*EXERCISE PROMPT*.
Your answer should be only the lines below from the one with "impl<U, C, Is>" to the one with "pub trait GroupList", repeated exactly, ends included.

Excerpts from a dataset
══════════

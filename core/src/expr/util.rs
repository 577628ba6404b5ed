//! Operand rendering shared by the expression builders.

use crate::sql::{SQL, Token};
use crate::traits::ToSQL;

use super::Shape;

/// Renders `expr` as an operand of an operator of class `within`,
/// adding parentheses where precedence would otherwise change the meaning.
pub(crate) fn operand<E: ToSQL>(expr: E, within: Shape) -> SQL {
    let shape = expr.shape();
    let sql = expr.into_sql();
    if sql.is_subquery() {
        return sql.parens();
    }
    let needs_parens = match (within, shape) {
        (_, Shape::Atom) => false,
        (Shape::And, Shape::Compare | Shape::Not | Shape::And) => false,
        (Shape::Or, Shape::Compare | Shape::Not | Shape::Or) => false,
        _ => true,
    };
    if needs_parens { sql.parens() } else { sql }
}

/// Renders `expr` as a function argument. Only subqueries need parentheses.
pub(crate) fn argument<E: ToSQL>(expr: E) -> SQL {
    let sql = expr.into_sql();
    if sql.is_subquery() { sql.parens() } else { sql }
}

/// `left <op> right` with both sides rendered as operands of `shape`.
pub(crate) fn binary_op<L: ToSQL, R: ToSQL>(left: L, op: Token, right: R, shape: Shape) -> SQL {
    operand(left, shape).push(op).append(operand(right, shape))
}

#[cfg(test)]
mod tests {
    use super::*;
    use crate::expr::SQLExpr;
    use crate::types::Bool;

    fn shaped(text: &'static str, shape: Shape) -> SQLExpr<Bool> {
        SQLExpr::with_shape(SQL::raw(text), shape)
    }

    #[test]
    fn same_operator_chains_flatten() {
        let sql = binary_op(shaped("a AND b", Shape::And), Token::AND, shaped("c", Shape::Atom), Shape::And);
        assert_eq!(sql.sql(), "a AND b AND c");
    }

    #[test]
    fn mixed_operators_get_parentheses() {
        let sql = binary_op(shaped("a OR b", Shape::Or), Token::AND, shaped("x = y", Shape::Compare), Shape::And);
        assert_eq!(sql.sql(), "(a OR b) AND x = y");

        let sql = binary_op(shaped("x + 1", Shape::Arith), Token::GT, shaped("2", Shape::Atom), Shape::Compare);
        assert_eq!(sql.sql(), "(x + 1) > 2");
    }
}
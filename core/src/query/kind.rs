//! What statement a [`Query`](super::Query) holds.
//!
//! The kind decides where a built query may be embedded: only row-producing
//! statements become subqueries, derived tables or CTE bodies, and only a
//! plain SELECT may be an operand of a UNION.

/// Kind of a built statement.
pub trait StatementKind: 'static {
    /// The kind once a WITH clause is put in front.
    type WithPrefixed: StatementKind;
}

/// A SELECT without ORDER BY, LIMIT or OFFSET.
#[derive(Debug, Clone, Copy, Default)]
pub struct Select;

/// A SELECT ending in ORDER BY, LIMIT or OFFSET.
#[derive(Debug, Clone, Copy, Default)]
pub struct OrderedSelect;

/// SELECTs combined with UNION, or a SELECT behind a WITH clause.
#[derive(Debug, Clone, Copy, Default)]
pub struct Compound;

/// INSERT, UPDATE or DELETE.
#[derive(Debug, Clone, Copy, Default)]
pub struct Modification;

impl StatementKind for Select {
    type WithPrefixed = Compound;
}

impl StatementKind for OrderedSelect {
    type WithPrefixed = OrderedSelect;
}

impl StatementKind for Compound {
    type WithPrefixed = Compound;
}

impl StatementKind for Modification {
    type WithPrefixed = Modification;
}

/// Statements whose result rows can be read by another statement.
#[diagnostic::on_unimplemented(
    message = "a `{Self}` statement cannot be embedded in another statement",
    label = "expected a SELECT",
    note = "subqueries, derived tables and CTE definitions take a SELECT or a UNION of SELECTs"
)]
pub trait RowStatement: StatementKind {}

impl RowStatement for Select {}
impl RowStatement for OrderedSelect {}
impl RowStatement for Compound {}

/// Statements that may start a UNION.
#[diagnostic::on_unimplemented(
    message = "a `{Self}` statement cannot start a UNION",
    label = "expected a SELECT without ORDER BY, LIMIT or OFFSET",
    note = "order or limit the combined rows by selecting from the union as a derived table"
)]
pub trait UnionHead: RowStatement {}

impl UnionHead for Select {}
impl UnionHead for Compound {}

/// Statements that may follow `UNION [ALL]`.
#[diagnostic::on_unimplemented(
    message = "a `{Self}` statement cannot be the right side of a UNION",
    label = "expected a SELECT without ORDER BY, LIMIT or OFFSET",
    note = "chain unions from the left: `a.union_all(b).union_all(c)`"
)]
pub trait UnionOperand: UnionHead {}

impl UnionOperand for Select {}
//! Select items, sort items and group lists.
//!
//! Tuples of up to 16 elements are converted to `Cons` lists once, and every
//! type-level fold (tables read, bare columns, aggregate flag) is computed
//! over those lists.

use core::marker::PhantomData;

use crate::dynamic::Dynamic;
use crate::expr::{
    AggOr, AggregateKind, ConsistentAggregates, Expr, NonNull, Null, Nullability, SubqueryList,
    argument,
};
use crate::names::NameSet;
use crate::sql::{SQL, Token};
use crate::traits::{
    ColumnSet, Concat, Cons, Name, Nil, ScopedColumn, SubsetOf, TypeSet, with_tuple_sizes,
};

// =============================================================================
// Select items
// =============================================================================

/// One named entry of a select list.
///
/// Unnamed expressions are not select items; name them with
/// [`as_`](crate::expr::ExprExt::as_).
///
/// ```compile_fail,E0277
/// use sqlweave_core::builder::select;
/// use sqlweave_core::expr::value;
///
/// // `value(1) + 2` has no name
/// let _ = select(value(1) + 2);
/// ```
#[diagnostic::on_unimplemented(
    message = "`{Self}` cannot be selected",
    label = "expected a column, an aliased expression or a CTE field",
    note = "name computed expressions with `.as_(Tag)`"
)]
pub trait SelectItem {
    /// Tag naming the item in the result and in CTE field lookups.
    type Tag: Name;
    /// The typed expression behind the item.
    type Expr: Expr;
    /// `Null` when the item may be switched off at runtime.
    type Dynamic: Nullability;

    fn item_sql(self) -> SQL;
}

/// An expression named with `expr.as_(Tag)`.
#[derive(Debug, Clone)]
pub struct Aliased<E, N> {
    expr: E,
    _name: PhantomData<N>,
}

impl<E: Expr, N: Name> Aliased<E, N> {
    pub fn new(expr: E, _name: N) -> Self {
        Self {
            expr,
            _name: PhantomData,
        }
    }
}

impl<E: Expr, N: Name> SelectItem for Aliased<E, N> {
    type Tag = N;
    type Expr = E;
    type Dynamic = NonNull;

    fn item_sql(self) -> SQL {
        argument(self.expr).alias(N::NAME)
    }
}

impl<I: SelectItem> SelectItem for Dynamic<I> {
    type Tag = I::Tag;
    type Expr = I::Expr;
    type Dynamic = Null;

    fn item_sql(self) -> SQL {
        match self.into_inner() {
            Some(item) => item.item_sql(),
            None => SQL::token(Token::NULL).alias(<I::Tag as Name>::NAME),
        }
    }
}

// =============================================================================
// Item lists
// =============================================================================

/// A `Cons` list of select items with its type-level summary.
pub trait ItemList: TypeSet {
    /// Tables read by any item.
    type Tables: TypeSet;
    /// Bare columns used outside aggregates.
    type Ungrouped: ColumnSet;
    /// `Agg` if any item is an aggregate.
    type Aggregate: AggregateKind;
    type Subqueries: SubqueryList;
    /// SQL types of the items, as a `Cons` list.
    type Columns;

    /// Result column names, in order.
    const NAMES: NameSet;
}

impl ItemList for Nil {
    type Tables = Nil;
    type Ungrouped = Nil;
    type Aggregate = crate::expr::Scalar;
    type Subqueries = Nil;
    type Columns = Nil;

    const NAMES: NameSet = NameSet::EMPTY;
}

impl<I: SelectItem, Rest: ItemList> ItemList for Cons<I, Rest> {
    type Tables = Concat<<I::Expr as Expr>::Tables, Rest::Tables>;
    type Ungrouped = <<I::Expr as Expr>::Ungrouped as ColumnSet>::Union<Rest::Ungrouped>;
    type Aggregate = AggOr<<I::Expr as Expr>::Aggregate, Rest::Aggregate>;
    type Subqueries = <<I::Expr as Expr>::Subqueries as SubqueryList>::Append<Rest::Subqueries>;
    type Columns = Cons<<I::Expr as Expr>::SQLType, Rest::Columns>;

    const NAMES: NameSet = NameSet::EMPTY
        .with(<I::Tag as Name>::NAME)
        .union(Rest::NAMES);
}

/// The argument of `select`: one item or a tuple of items.
#[diagnostic::on_unimplemented(
    message = "`{Self}` is not a select list",
    label = "expected a select item or a tuple of up to 16 select items"
)]
pub trait SelectList {
    type Items: ItemList;

    fn list_sql(self) -> SQL;
}

impl<I: SelectItem> SelectList for I {
    type Items = Cons<I, Nil>;

    fn list_sql(self) -> SQL {
        self.item_sql()
    }
}

macro_rules! impl_select_list {
    ($($T:ident),+; $($idx:tt),+) => {
        impl<$($T: SelectItem),+> SelectList for ($($T,)+) {
            type Items = crate::__type_list!($($T),+);

            fn list_sql(self) -> SQL {
                SQL::join([$(self.$idx.item_sql()),+], Token::COMMA)
            }
        }
    };
}

with_tuple_sizes!(impl_select_list);

/// Select list items must be uniquely named.
pub(crate) const fn assert_unique_names(names: NameSet) {
    assert!(
        names.first_duplicate().is_none(),
        "duplicate column names in select list"
    );
}

// =============================================================================
// Grouping
// =============================================================================

/// Marker for a select without GROUP BY.
#[derive(Debug, Clone, Copy, Default)]
pub struct NoGroupBy;

/// Marker for a select grouped by the columns in `C`.
pub struct GroupBy<C>(PhantomData<fn() -> C>);

/// The select list is well-formed under this grouping.
#[diagnostic::on_unimplemented(
    message = "select list is not valid under `{Self}`",
    label = "aggregates and bare columns are mixed",
    note = "without GROUP BY, a select list with an aggregate may not use bare columns"
)]
pub trait Grouping<Items: ItemList> {}

impl<Items: ItemList> Grouping<Items> for NoGroupBy where
    Items::Aggregate: ConsistentAggregates<Items::Ungrouped>
{
}

// `group_by` already required the bare columns to be grouped
impl<Items: ItemList, C> Grouping<Items> for GroupBy<C> {}

/// Bare columns `U` may be used after this grouping.
#[diagnostic::on_unimplemented(
    message = "`{U}` is neither grouped nor aggregated",
    label = "bare column outside of group_by()",
    note = "with GROUP BY, ORDER BY may only use group columns or aggregates"
)]
pub trait GroupedBy<U, Indices> {}

impl<U> GroupedBy<U, ()> for NoGroupBy {}

impl<U, C, Is> GroupedBy<U, Is> for GroupBy<C> where U: SubsetOf<C, Is> {}

/// The argument of `group_by`: a column or a tuple of columns.
#[diagnostic::on_unimplemented(
    message = "`{Self}` cannot be grouped by",
    label = "expected a column or a tuple of columns"
)]
pub trait GroupList {
    type Columns: ColumnSet;

    fn group_sql(self) -> SQL;
}

impl<C: ScopedColumn> GroupList for C {
    type Columns = Cons<C, Nil>;

    fn group_sql(self) -> SQL {
        self.into_sql()
    }
}

macro_rules! impl_group_list {
    ($($T:ident),+; $($idx:tt),+) => {
        impl<$($T: ScopedColumn),+> GroupList for ($($T,)+) {
            type Columns = crate::__type_list!($($T),+);

            fn group_sql(self) -> SQL {
                SQL::join([$(self.$idx.into_sql()),+], Token::COMMA)
            }
        }
    };
}

with_tuple_sizes!(impl_group_list);

// =============================================================================
// Sorting
// =============================================================================

/// An ORDER BY entry with an explicit direction.
#[derive(Debug, Clone)]
pub struct Sort<E> {
    expr: E,
    direction: Token,
    nulls: Option<Token>,
}

impl<E: Expr> Sort<E> {
    pub fn asc(expr: E) -> Self {
        Self {
            expr,
            direction: Token::ASC,
            nulls: None,
        }
    }

    pub fn desc(expr: E) -> Self {
        Self {
            expr,
            direction: Token::DESC,
            nulls: None,
        }
    }

    /// `NULLS FIRST`. Not available on MySQL.
    pub fn nulls_first(mut self) -> Self {
        self.nulls = Some(Token::NULLS_FIRST);
        self
    }

    /// `NULLS LAST`. Not available on MySQL.
    pub fn nulls_last(mut self) -> Self {
        self.nulls = Some(Token::NULLS_LAST);
        self
    }
}

/// One ORDER BY entry: an expression, a [`Sort`], or a dynamic one of those.
#[diagnostic::on_unimplemented(
    message = "`{Self}` cannot be sorted by",
    label = "expected an expression or `expr.asc()`/`expr.desc()`"
)]
pub trait SortItem {
    type Expr: Expr;

    /// Rendered entry, empty when disabled.
    fn sort_sql(self) -> SQL;
}

impl<E: Expr> SortItem for E {
    type Expr = E;

    fn sort_sql(self) -> SQL {
        argument(self)
    }
}

impl<E: Expr> SortItem for Sort<E> {
    type Expr = E;

    fn sort_sql(self) -> SQL {
        let sql = argument(self.expr).push(self.direction);
        match self.nulls {
            Some(nulls) => sql.push(nulls),
            None => sql,
        }
    }
}

impl<S: SortItem> SortItem for Dynamic<S> {
    type Expr = S::Expr;

    fn sort_sql(self) -> SQL {
        self.into_inner().map_or_else(SQL::empty, SortItem::sort_sql)
    }
}

/// A `Cons` list of sort items.
pub trait SortItems: TypeSet {
    type Tables: TypeSet;
    type Ungrouped: ColumnSet;
    type Subqueries: SubqueryList;
}

impl SortItems for Nil {
    type Tables = Nil;
    type Ungrouped = Nil;
    type Subqueries = Nil;
}

impl<S: SortItem, Rest: SortItems> SortItems for Cons<S, Rest> {
    type Tables = Concat<<S::Expr as Expr>::Tables, Rest::Tables>;
    type Ungrouped = <<S::Expr as Expr>::Ungrouped as ColumnSet>::Union<Rest::Ungrouped>;
    type Subqueries = <<S::Expr as Expr>::Subqueries as SubqueryList>::Append<Rest::Subqueries>;
}

/// The argument of `order_by`: one sort item or a tuple of them.
#[diagnostic::on_unimplemented(
    message = "`{Self}` is not an ORDER BY list",
    label = "expected a sort item or a tuple of up to 16 sort items"
)]
pub trait SortList {
    type Items: SortItems;

    /// Rendered entries; empty when every entry is disabled.
    fn sort_list_sql(self) -> SQL;
}

impl<S: SortItem> SortList for S {
    type Items = Cons<S, Nil>;

    fn sort_list_sql(self) -> SQL {
        self.sort_sql()
    }
}

macro_rules! impl_sort_list {
    ($($T:ident),+; $($idx:tt),+) => {
        impl<$($T: SortItem),+> SortList for ($($T,)+) {
            type Items = crate::__type_list!($($T),+);

            fn sort_list_sql(self) -> SQL {
                SQL::join([$(self.$idx.sort_sql()),+], Token::COMMA)
            }
        }
    };
}

with_tuple_sizes!(impl_sort_list);

#[cfg(test)]
mod tests {
    use super::*;
    use crate::dynamic::dynamic;
    use crate::expr::{SQLExpr, count_all};
    use crate::types::Int;

    #[derive(Debug, Clone, Copy, Default)]
    struct Total;

    impl Name for Total {
        const NAME: &'static str = "total";
    }

    fn col(name: &'static str) -> SQLExpr<Int> {
        SQLExpr::new(SQL::ident(name))
    }

    #[test]
    fn aliased_items_render_with_as() {
        let item = Aliased::new(count_all(), Total);
        assert_eq!(item.item_sql().sql(), r#"COUNT(*) AS "total""#);
    }

    #[test]
    fn disabled_item_selects_null() {
        let item = dynamic(false, Aliased::new(col("a"), Total));
        assert_eq!(item.item_sql().sql(), r#"NULL AS "total""#);
    }

    #[test]
    fn sort_entries() {
        let list = (Sort::desc(col("a")).nulls_last(), dynamic(false, Sort::asc(col("b"))), col("c"));
        assert_eq!(list.sort_list_sql().sql(), r#""a" DESC NULLS LAST, "c""#);
    }

    #[test]
    fn item_names_are_collected() {
        type Items = <(Aliased<SQLExpr<Int>, Total>,) as SelectList>::Items;
        assert_eq!(<Items as ItemList>::NAMES.get(0), Some("total"));
        assert_eq!(<Items as TypeSet>::LEN, 1);
    }
}
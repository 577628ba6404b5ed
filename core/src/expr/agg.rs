//! Type-safe aggregate functions.
//!
//! These functions return expressions marked as aggregates, which can be used
//! to enforce GROUP BY rules at compile time. An aggregate swallows the bare
//! columns of its argument: `COUNT("t"."id")` needs no `group_by("t"."id")`.
//!
//! # Type Safety
//!
//! - `sum`, `avg`: Require `Numeric` types (Int, BigInt, Float, Double)
//! - `count`: Works with any type
//! - `min`, `max`: Work with any type (ordered types in SQL)
//! - Aggregates do not nest: the argument must be a row-level expression

use crate::sql::{SQL, Token};
use crate::types::{BigInt, Double, Numeric};

use super::{Agg, Aggregated, Expr, NonAggregate, NonNull, Null, SQLExpr};

fn distinct<E: Expr>(expr: E) -> SQL {
    SQL::token(Token::DISTINCT).append(expr.into_sql())
}

// =============================================================================
// COUNT
// =============================================================================

/// COUNT(*) - counts all rows.
///
/// Returns a BigInt, NonNull (count is never NULL), Aggregate expression.
pub fn count_all() -> SQLExpr<BigInt, NonNull, Agg> {
    SQLExpr::new(SQL::raw("COUNT(*)"))
}

/// COUNT(expr) - counts non-null values.
///
/// Returns a BigInt, NonNull (count is never NULL), Aggregate expression.
/// Works with any expression type.
///
/// ```compile_fail,E0277
/// use sqlweave_core::expr::{count, count_all};
///
/// // aggregates do not nest
/// let _ = count(count_all());
/// ```
pub fn count<E>(expr: E) -> Aggregated<BigInt, NonNull, E>
where
    E: Expr,
    E::Aggregate: NonAggregate,
{
    Aggregated::<BigInt, NonNull, E>::new(SQL::func("COUNT", expr.into_sql()))
}

/// COUNT(DISTINCT expr) - counts distinct non-null values.
pub fn count_distinct<E>(expr: E) -> Aggregated<BigInt, NonNull, E>
where
    E: Expr,
    E::Aggregate: NonAggregate,
{
    Aggregated::<BigInt, NonNull, E>::new(SQL::func("COUNT", distinct(expr)))
}

// =============================================================================
// SUM / AVG
// =============================================================================

/// SUM(expr) - sums numeric values.
///
/// Requires the expression to be `Numeric`. Preserves the input expression's
/// SQL type. Returns a nullable expression (empty set returns NULL).
///
/// ```compile_fail,E0277
/// use sqlweave_core::expr::sum;
///
/// // Text is not Numeric
/// let _ = sum("x");
/// ```
pub fn sum<E>(expr: E) -> Aggregated<E::SQLType, Null, E>
where
    E: Expr,
    E::SQLType: Numeric,
    E::Aggregate: NonAggregate,
{
    Aggregated::<E::SQLType, Null, E>::new(SQL::func("SUM", expr.into_sql()))
}

/// AVG(expr) - averages numeric values.
///
/// Always returns Double. Nullable, since the average of no rows is NULL.
pub fn avg<E>(expr: E) -> Aggregated<Double, Null, E>
where
    E: Expr,
    E::SQLType: Numeric,
    E::Aggregate: NonAggregate,
{
    Aggregated::<Double, Null, E>::new(SQL::func("AVG", expr.into_sql()))
}

// =============================================================================
// MIN / MAX
// =============================================================================

/// MIN(expr) - smallest value, NULL for an empty set.
pub fn min<E>(expr: E) -> Aggregated<E::SQLType, Null, E>
where
    E: Expr,
    E::Aggregate: NonAggregate,
{
    Aggregated::<E::SQLType, Null, E>::new(SQL::func("MIN", expr.into_sql()))
}

/// MAX(expr) - largest value, NULL for an empty set.
pub fn max<E>(expr: E) -> Aggregated<E::SQLType, Null, E>
where
    E: Expr,
    E::Aggregate: NonAggregate,
{
    Aggregated::<E::SQLType, Null, E>::new(SQL::func("MAX", expr.into_sql()))
}

#[cfg(test)]
mod tests {
    use super::*;
    use crate::expr::AggregateKind;
    use crate::traits::ToSQL;
    use crate::types::Int;

    fn is_aggregate<E: Expr>(_: &E) -> bool {
        <E::Aggregate as AggregateKind>::AGGREGATE
    }

    #[test]
    fn aggregates_render() {
        let col = || SQLExpr::<Int>::new(SQL::ident("a"));
        assert_eq!(count_all().to_sql().sql(), "COUNT(*)");
        assert_eq!(count_distinct(col()).to_sql().sql(), r#"COUNT(DISTINCT "a")"#);
        assert_eq!(sum(col() * 2).to_sql().sql(), r#"SUM("a" * ?)"#);
        assert!(is_aggregate(&avg(col())));
        assert!(!is_aggregate(&col()));
    }

    #[test]
    fn aggregates_combine_with_scalars() {
        let expr = max(SQLExpr::<Int>::new(SQL::ident("a"))) + 1;
        assert!(is_aggregate(&expr));
        assert_eq!(expr.to_sql().sql(), r#"MAX("a") + ?"#);
    }
}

══════════

*RESPONSE BOX*.
impl<U, C, Is> GroupedBy<U, Is> for GroupBy<C> where U: SubsetOf<C, Is> {}

/// The argument of `group_by`: a column or a tuple of columns.
#[diagnostic::on_unimplemented(
    message = "`{Self}` cannot be grouped by",
    label = "expected a column or a tuple of columns"
)]
pub trait GroupList {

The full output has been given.